### EXERCISE
For each line of the data below, copy it if it holds the word "return".
────
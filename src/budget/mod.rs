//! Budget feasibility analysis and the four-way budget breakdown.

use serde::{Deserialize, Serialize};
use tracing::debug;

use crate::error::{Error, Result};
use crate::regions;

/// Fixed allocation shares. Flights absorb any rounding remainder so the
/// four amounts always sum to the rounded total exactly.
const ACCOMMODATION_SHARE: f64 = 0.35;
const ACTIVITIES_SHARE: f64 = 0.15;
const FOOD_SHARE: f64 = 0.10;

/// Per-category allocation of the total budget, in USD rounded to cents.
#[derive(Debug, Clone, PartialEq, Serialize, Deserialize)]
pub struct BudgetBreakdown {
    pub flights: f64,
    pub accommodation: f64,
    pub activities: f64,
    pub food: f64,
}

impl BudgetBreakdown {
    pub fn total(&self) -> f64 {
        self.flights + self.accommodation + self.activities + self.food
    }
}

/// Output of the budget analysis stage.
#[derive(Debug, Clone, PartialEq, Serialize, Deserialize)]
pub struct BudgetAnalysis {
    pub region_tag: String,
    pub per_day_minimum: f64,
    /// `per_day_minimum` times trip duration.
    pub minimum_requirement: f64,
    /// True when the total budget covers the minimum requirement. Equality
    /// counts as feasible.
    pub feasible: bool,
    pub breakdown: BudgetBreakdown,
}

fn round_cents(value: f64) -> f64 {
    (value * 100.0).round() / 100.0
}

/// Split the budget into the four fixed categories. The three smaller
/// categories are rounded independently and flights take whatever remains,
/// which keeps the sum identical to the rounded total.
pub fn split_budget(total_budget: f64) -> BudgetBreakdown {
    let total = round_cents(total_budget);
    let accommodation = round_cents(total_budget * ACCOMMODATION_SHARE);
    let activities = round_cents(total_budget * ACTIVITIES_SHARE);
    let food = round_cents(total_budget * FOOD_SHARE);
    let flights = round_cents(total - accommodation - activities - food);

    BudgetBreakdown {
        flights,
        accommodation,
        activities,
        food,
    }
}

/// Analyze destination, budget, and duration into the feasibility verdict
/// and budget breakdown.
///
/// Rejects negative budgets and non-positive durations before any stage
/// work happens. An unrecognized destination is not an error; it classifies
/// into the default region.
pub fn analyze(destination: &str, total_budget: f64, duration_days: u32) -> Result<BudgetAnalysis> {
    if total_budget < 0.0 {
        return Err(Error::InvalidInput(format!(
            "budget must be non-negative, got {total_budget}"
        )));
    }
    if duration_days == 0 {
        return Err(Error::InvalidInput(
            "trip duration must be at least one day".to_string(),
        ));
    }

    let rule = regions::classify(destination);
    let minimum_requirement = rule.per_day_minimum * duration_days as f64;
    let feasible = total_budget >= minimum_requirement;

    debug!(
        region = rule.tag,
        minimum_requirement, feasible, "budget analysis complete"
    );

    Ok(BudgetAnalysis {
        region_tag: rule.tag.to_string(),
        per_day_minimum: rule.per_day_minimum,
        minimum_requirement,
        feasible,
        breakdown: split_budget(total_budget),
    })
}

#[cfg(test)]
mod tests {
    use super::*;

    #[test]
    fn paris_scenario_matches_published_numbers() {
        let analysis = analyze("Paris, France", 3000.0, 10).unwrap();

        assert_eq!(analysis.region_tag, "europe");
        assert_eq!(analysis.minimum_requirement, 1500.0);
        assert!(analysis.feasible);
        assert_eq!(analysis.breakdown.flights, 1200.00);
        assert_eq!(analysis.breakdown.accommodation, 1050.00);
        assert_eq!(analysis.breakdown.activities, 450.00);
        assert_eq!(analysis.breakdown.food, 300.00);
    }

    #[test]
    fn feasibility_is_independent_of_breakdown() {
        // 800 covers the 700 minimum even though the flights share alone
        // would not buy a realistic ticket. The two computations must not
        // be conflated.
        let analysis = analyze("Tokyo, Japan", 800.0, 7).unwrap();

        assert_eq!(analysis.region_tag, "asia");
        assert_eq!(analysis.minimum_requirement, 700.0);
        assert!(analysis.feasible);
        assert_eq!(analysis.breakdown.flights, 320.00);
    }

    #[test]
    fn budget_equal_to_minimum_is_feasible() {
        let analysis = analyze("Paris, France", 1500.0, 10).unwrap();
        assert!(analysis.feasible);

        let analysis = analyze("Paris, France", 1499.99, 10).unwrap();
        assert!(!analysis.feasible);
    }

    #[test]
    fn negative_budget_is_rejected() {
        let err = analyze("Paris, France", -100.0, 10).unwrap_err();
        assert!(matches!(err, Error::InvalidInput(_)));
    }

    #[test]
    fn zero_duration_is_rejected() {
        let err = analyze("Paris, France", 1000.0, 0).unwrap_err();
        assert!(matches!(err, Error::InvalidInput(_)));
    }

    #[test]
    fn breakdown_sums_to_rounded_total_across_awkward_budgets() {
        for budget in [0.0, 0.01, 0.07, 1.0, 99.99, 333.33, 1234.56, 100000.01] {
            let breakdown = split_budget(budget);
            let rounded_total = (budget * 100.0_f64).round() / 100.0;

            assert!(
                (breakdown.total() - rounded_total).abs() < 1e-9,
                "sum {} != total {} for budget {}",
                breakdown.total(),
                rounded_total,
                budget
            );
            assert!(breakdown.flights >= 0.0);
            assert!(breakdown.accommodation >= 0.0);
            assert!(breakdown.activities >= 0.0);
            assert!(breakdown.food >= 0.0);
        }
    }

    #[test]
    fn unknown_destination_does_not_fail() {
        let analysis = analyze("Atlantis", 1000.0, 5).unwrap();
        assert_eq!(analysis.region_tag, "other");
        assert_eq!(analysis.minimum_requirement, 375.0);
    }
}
────
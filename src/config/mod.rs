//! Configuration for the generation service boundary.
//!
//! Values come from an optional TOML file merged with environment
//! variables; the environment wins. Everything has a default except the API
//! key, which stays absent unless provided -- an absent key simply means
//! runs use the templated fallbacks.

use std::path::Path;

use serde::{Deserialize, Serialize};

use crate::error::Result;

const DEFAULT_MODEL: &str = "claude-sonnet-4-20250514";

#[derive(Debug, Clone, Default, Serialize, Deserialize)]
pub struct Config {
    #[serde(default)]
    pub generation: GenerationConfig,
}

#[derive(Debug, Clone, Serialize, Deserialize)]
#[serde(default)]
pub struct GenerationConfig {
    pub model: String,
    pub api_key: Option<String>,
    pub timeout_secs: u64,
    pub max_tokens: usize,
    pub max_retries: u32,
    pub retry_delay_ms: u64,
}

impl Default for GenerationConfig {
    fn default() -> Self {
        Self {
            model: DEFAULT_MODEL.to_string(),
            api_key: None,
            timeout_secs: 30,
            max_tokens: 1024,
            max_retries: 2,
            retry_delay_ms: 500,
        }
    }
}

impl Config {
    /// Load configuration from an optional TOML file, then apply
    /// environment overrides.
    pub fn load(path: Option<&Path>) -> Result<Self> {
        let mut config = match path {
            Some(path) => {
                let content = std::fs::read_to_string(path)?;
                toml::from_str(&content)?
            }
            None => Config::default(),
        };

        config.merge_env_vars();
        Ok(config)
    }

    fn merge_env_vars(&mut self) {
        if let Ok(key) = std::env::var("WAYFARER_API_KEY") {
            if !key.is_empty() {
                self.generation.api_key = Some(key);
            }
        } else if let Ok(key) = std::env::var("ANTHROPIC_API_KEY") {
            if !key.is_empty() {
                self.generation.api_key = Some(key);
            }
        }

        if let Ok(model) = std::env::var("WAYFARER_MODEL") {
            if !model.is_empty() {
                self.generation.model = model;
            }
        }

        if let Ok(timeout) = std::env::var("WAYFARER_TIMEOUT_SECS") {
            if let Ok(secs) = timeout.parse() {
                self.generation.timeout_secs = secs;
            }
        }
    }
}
────
### EXERCISE RESULT
        return Err(Error::InvalidInput(format!(
        return Err(Error::InvalidInput(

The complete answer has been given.